The inimitable Zac Hill has mentioned to me a few times that the implications of bubble creep have a lot more reach than just Magic, so some of that may bleed into here. Sorry if I lose anyone on the trail.
Ultimately, bubble creep is, at its core, the implication that change requires adaptability, which requires challenge. Without challenge, there's no problem-solving; there is only comfort and insularity.
Let us imagine a Magic tournament with a very solved format. Let's say Caw-Blade is the only viable archetype for anyone sincerely hoping to win the tournament. Because of natural variation or however you want to explain it, let's say decklists are optimized in some objectively set-in-stone way to 71 cards. The entire room has four cards to work with, but the other 71 are sacred and objectively correct (assuming, again, your goal is to win - I have personally played alongside people who sabotage their own tournaments because of sex, and it's really, really hard for me to call that outright wrong).
So the tournament takes place. There's a Top 8, someone wins, whatever. The usual.
The format we're describing has a direct connection between its level of "solvedness" (high insularity, little adaptation opportunity, very low creative opportunity) and its poor demonstration of Magic as a whole. In fact, you could probably get more creativity (and less insularity) by turning the event into an Uno or Bridge tournament. Is the winner any good at Magic? I mean, probably, but it's kind of hard to say.
The same is true of other Magic (and non-Magic) endeavors: Bubble creep can be mitigated only by embracing new perspectives, however uncomfortable or strange they may seem intuitively. In short:
Open Minds = Open Systems = Adaptability = Creativity/Proliferation
Closed Minds = Closed Systems = Insularity = Stagnance/Death
The second line of equivalencies above represents bubble creep. Keep your mind as open as your mana when it is an opponent's turn. Always, always, always.
Necessity Rule - The tendency for lasting Magic emergences to be solutions to a specific problem. This is where the rubber meets the road in terms of new Magic phenomenon: a new thing must solve a problem to guarantee its long-term survival. As long as Commander (or Modern or Standard) are solving a specific problem that other formats cannot, they will thrive.
Consider two formats that (as far as I know) have mostly come and gone: Tiny Leaders and Frontier.
Tiny Leaders was a format that mixed Commander and Legacy.
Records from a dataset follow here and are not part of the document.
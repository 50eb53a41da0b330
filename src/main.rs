use std::path::PathBuf;

use clap::Parser;

use soft_rasterizer::{app, profile};
use soft_rasterizer::config::{SceneConfig, ScenePreset};
use soft_rasterizer::shader::{InterpolationMode, ShaderKind};

#[derive(Parser)]
#[command(name = "soft_rasterizer")]
#[command(about = "Renders an OBJ mesh on the CPU to an image file or a window", long_about = None)]
#[command(version)]
struct Cli {
    /// Built-in scene to render
    #[arg(short, long, value_enum, default_value = "head")]
    scene: ScenePreset,

    /// RON scene file, replaces the built-in scene
    #[arg(short, long)]
    config: Option<PathBuf>,

    /// Output image path (.tga, .png, ...)
    #[arg(short, long)]
    output: Option<PathBuf>,

    /// unlit, lambert, toon, normal-mapped or gouraud
    #[arg(long)]
    shader: Option<ShaderKind>,

    /// Interpolate varyings with perspective correction
    #[arg(long)]
    perspective_correct: bool,

    /// Show the render in a window instead of writing a file
    #[arg(short, long)]
    window: bool,

    /// Outline every drawn face
    #[arg(long)]
    wireframe: bool,

    /// Log frames per second in window mode
    #[arg(long)]
    fps: bool,

    /// Write a Chrome trace of timed scopes to this JSON file
    #[arg(long)]
    trace: Option<PathBuf>,
}

#[show_image::main]
fn main() -> Result<(), Box<dyn std::error::Error>> {
    env_logger::Builder::from_env(env_logger::Env::default().default_filter_or("info")).init();

    let cli = Cli::parse();

    let mut config = match &cli.config {
        Some(path) => SceneConfig::load(path)?,
        None => cli.scene.config(),
    };
    if let Some(output) = cli.output {
        config.output_path = output;
    }
    if let Some(shader) = cli.shader {
        config.shader = shader;
    }
    if cli.perspective_correct {
        config.interpolation = InterpolationMode::PerspectiveCorrect;
    }

    let context = app::Context {
        config,
        window: cli.window,
        wireframe: cli.wireframe,
        print_fps: cli.fps,
    };

    if let Some(trace) = &cli.trace {
        profile::begin_session("soft_rasterizer", trace);
    }
    let result = app::run(context);
    profile::end_session()?;
    result?;

    return Ok(());
}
The issue regarding its staying power is that it did a poor job of highlighting either's strengths and little to compensate for each's weaknesses.
Frontier was conceived as a way to play a kind of "last Standard" when the Standard formats of 2017 were solved far too quickly, reducing interest in the format at large.
Both of these are problems that there is no longer demand for, or, if there is some demand, another solution may be serving them better.
Commander solves the following problems: no agreed upon common, public "home" for collections of beloved and valued cards in tournament formats; minimized community within tournament Magic where the context is designed to be strictly zero sum; and of course, expression and customization for a game that has the tools to contain more of each than tournament Magic currently provides.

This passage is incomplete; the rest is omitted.